PROMPT:
Of the entries that follow, how many lines hold the string "must"? Write the number and nothing more.

SOURCE DATA:
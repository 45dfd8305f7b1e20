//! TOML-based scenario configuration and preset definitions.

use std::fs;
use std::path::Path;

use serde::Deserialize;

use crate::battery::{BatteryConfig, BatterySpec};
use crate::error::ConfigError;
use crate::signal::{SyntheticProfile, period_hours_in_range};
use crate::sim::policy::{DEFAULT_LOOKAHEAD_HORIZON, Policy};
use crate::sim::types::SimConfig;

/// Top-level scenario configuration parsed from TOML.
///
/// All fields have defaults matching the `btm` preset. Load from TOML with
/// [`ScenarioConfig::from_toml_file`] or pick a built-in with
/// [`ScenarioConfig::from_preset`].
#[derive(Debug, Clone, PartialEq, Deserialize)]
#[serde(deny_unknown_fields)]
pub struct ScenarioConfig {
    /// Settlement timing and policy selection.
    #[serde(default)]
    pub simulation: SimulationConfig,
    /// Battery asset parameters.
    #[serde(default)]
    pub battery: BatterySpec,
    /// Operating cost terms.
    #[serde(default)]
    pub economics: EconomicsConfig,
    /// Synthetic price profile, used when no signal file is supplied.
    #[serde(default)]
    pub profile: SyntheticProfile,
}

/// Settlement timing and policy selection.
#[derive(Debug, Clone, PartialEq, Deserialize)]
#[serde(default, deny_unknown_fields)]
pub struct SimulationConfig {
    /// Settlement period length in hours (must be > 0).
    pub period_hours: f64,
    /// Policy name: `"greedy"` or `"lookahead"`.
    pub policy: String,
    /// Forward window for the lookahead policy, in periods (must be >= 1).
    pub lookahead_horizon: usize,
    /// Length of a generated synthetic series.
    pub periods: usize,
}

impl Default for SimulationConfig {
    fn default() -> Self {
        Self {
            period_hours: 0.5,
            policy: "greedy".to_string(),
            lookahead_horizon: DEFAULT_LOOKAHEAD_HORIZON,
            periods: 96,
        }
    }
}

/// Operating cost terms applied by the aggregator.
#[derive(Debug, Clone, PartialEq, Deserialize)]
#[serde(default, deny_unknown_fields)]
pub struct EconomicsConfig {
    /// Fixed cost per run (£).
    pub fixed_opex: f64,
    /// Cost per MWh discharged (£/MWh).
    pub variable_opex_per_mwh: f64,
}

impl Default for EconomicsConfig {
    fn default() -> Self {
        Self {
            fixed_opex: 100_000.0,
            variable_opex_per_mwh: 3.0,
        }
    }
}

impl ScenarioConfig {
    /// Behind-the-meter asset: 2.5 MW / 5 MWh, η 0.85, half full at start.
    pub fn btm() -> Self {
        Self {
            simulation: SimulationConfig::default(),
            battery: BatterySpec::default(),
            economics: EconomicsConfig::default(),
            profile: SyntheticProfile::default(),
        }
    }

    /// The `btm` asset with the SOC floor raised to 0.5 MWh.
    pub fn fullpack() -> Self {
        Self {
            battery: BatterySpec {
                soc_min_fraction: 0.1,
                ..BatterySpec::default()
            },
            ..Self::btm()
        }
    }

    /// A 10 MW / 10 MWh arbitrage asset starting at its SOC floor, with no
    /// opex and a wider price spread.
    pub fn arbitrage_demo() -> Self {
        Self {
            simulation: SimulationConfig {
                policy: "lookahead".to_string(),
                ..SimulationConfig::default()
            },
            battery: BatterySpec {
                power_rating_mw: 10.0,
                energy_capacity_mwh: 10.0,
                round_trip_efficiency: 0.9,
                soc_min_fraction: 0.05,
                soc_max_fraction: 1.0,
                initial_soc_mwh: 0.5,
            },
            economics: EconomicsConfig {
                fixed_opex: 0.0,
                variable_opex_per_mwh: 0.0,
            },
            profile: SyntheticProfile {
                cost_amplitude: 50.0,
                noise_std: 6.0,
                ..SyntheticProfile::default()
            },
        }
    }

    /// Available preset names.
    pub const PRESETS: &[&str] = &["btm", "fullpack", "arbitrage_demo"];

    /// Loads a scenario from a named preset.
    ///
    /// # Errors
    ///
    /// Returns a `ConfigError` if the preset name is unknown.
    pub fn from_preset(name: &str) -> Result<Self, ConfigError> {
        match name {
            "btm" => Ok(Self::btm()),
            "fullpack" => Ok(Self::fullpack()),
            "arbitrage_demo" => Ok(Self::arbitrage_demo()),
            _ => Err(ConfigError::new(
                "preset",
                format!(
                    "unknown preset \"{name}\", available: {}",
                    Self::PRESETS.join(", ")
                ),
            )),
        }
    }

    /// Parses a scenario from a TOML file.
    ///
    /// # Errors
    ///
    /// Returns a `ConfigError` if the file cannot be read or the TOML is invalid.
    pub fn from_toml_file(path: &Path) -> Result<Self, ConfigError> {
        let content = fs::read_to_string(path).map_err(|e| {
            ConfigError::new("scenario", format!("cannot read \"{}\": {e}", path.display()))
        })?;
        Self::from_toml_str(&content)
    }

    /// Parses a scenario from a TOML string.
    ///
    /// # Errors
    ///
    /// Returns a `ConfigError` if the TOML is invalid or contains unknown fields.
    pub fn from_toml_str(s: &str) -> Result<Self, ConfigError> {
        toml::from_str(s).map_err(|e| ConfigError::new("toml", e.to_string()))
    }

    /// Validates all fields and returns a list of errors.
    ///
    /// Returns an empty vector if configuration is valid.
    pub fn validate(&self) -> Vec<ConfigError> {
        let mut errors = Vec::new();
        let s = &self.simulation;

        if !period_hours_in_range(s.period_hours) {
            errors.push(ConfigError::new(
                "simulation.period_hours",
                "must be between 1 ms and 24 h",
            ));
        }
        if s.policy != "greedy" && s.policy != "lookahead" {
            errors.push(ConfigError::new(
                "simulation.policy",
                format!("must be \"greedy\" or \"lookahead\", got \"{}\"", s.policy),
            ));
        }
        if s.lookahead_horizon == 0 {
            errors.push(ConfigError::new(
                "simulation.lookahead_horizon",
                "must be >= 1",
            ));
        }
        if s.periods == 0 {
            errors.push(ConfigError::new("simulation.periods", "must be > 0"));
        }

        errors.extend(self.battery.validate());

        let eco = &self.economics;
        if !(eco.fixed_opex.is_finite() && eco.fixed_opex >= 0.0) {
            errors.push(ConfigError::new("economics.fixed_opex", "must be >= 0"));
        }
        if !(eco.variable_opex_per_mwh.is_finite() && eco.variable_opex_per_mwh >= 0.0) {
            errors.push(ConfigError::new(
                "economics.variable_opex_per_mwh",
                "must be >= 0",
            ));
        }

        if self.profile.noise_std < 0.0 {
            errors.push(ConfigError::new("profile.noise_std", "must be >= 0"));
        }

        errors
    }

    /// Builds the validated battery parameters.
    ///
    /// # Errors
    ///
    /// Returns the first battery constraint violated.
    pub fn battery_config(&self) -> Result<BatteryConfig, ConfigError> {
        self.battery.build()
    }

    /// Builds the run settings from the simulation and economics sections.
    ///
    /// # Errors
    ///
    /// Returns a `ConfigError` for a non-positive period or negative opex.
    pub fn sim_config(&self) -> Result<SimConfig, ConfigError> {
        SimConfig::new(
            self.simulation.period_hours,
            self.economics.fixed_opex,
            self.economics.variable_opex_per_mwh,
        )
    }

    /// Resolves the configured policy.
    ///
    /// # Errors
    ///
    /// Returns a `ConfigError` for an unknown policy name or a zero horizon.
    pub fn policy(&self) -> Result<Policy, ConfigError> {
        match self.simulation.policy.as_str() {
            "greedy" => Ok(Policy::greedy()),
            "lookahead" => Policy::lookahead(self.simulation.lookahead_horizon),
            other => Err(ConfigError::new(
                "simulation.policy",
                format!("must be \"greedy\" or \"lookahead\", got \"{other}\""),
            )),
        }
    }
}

EXERCISE RESULT:
10